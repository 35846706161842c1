use std::convert::TryFrom;
use tokio::time::Duration;

/// Tuning knobs for replication. Every field is optional; `None` picks the default.
#[derive(Clone, Debug, Default)]
pub struct ReplicationOptions {
    /// Default 300ms. Drives reconnect backoff, heartbeat cadence and staleness detection.
    pub election_timeout: Option<Duration>,
    /// Default 1 MiB. A single entry larger than this is still sent, alone.
    pub max_append_entries_batch_bytes: Option<usize>,
    /// Default 1000ms.
    pub append_entries_round_time_box: Option<Duration>,
    /// Default 1024.
    pub snapshot_liveness_check_every_records: Option<u64>,
}

#[derive(Clone, Debug)]
pub struct ReplicationOptionsValidated {
    pub election_timeout: Duration,
    pub max_append_entries_batch_bytes: usize,
    pub append_entries_round_time_box: Duration,
    pub snapshot_liveness_check_every_records: u64,
}

impl ReplicationOptionsValidated {
    fn validate(&self) -> Result<(), &'static str> {
        if self.election_timeout < Duration::from_millis(3) {
            return Err("Election timeout must be at least 3ms");
        }
        if self.max_append_entries_batch_bytes == 0 {
            return Err("AppendEntries batch size limit must be positive");
        }
        if self.append_entries_round_time_box == Duration::from_millis(0) {
            return Err("AppendEntries round time box must be positive");
        }
        if self.snapshot_liveness_check_every_records == 0 {
            return Err("Snapshot liveness check interval must be at least one record");
        }

        Ok(())
    }

    pub fn reconnect_backoff(&self) -> Duration {
        self.election_timeout / 2
    }

    pub fn heartbeat_interval(&self) -> Duration {
        self.election_timeout / 3
    }

    pub fn snapshot_liveness_interval(&self) -> Duration {
        self.election_timeout / 2
    }

    pub fn dispose_retry_interval(&self) -> Duration {
        self.election_timeout
    }
}

impl Default for ReplicationOptionsValidated {
    fn default() -> Self {
        ReplicationOptionsValidated {
            election_timeout: Duration::from_millis(300),
            max_append_entries_batch_bytes: 1024 * 1024,
            append_entries_round_time_box: Duration::from_millis(1000),
            snapshot_liveness_check_every_records: 1024,
        }
    }
}

impl TryFrom<ReplicationOptions> for ReplicationOptionsValidated {
    type Error = &'static str;

    fn try_from(options: ReplicationOptions) -> Result<Self, Self::Error> {
        let defaults = ReplicationOptionsValidated::default();
        let values = ReplicationOptionsValidated {
            election_timeout: options.election_timeout.unwrap_or(defaults.election_timeout),
            max_append_entries_batch_bytes: options
                .max_append_entries_batch_bytes
                .unwrap_or(defaults.max_append_entries_batch_bytes),
            append_entries_round_time_box: options
                .append_entries_round_time_box
                .unwrap_or(defaults.append_entries_round_time_box),
            snapshot_liveness_check_every_records: options
                .snapshot_liveness_check_every_records
                .unwrap_or(defaults.snapshot_liveness_check_every_records),
        };

        values.validate()?;
        Ok(values)
    }
}

#[cfg(test)]
mod tests {
    use super::*;

    #[test]
    fn defaults() {
        let options = ReplicationOptionsValidated::try_from(ReplicationOptions::default()).unwrap();

        assert_eq!(Duration::from_millis(300), options.election_timeout);
        assert_eq!(1024 * 1024, options.max_append_entries_batch_bytes);
        assert_eq!(Duration::from_millis(100), options.heartbeat_interval());
        assert_eq!(Duration::from_millis(150), options.reconnect_backoff());
        assert_eq!(Duration::from_millis(150), options.snapshot_liveness_interval());
    }

    #[test]
    fn rejects_degenerate_values() {
        let zero_batch = ReplicationOptions {
            max_append_entries_batch_bytes: Some(0),
            ..Default::default()
        };
        assert!(ReplicationOptionsValidated::try_from(zero_batch).is_err());

        let tiny_timeout = ReplicationOptions {
            election_timeout: Some(Duration::from_millis(1)),
            ..Default::default()
        };
        assert!(ReplicationOptionsValidated::try_from(tiny_timeout).is_err());
    }
}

# # # # #

_Exercise:_
Beginning with the line that contains "assert_eq!(1024 * 1024, options.max_append_entries_batch_bytes);", restate word for word each line through the last one in the data, and write nothing more.

_Response to this task:_
        assert_eq!(1024 * 1024, options.max_append_entries_batch_bytes);
        assert_eq!(Duration::from_millis(100), options.heartbeat_interval());
        assert_eq!(Duration::from_millis(150), options.reconnect_backoff());
        assert_eq!(Duration::from_millis(150), options.snapshot_liveness_interval());
    }

    #[test]
    fn rejects_degenerate_values() {
        let zero_batch = ReplicationOptions {
            max_append_entries_batch_bytes: Some(0),
            ..Default::default()
        };
        assert!(ReplicationOptionsValidated::try_from(zero_batch).is_err());

        let tiny_timeout = ReplicationOptions {
            election_timeout: Some(Duration::from_millis(1)),
            ..Default::default()
        };
        assert!(ReplicationOptionsValidated::try_from(tiny_timeout).is_err());
    }
}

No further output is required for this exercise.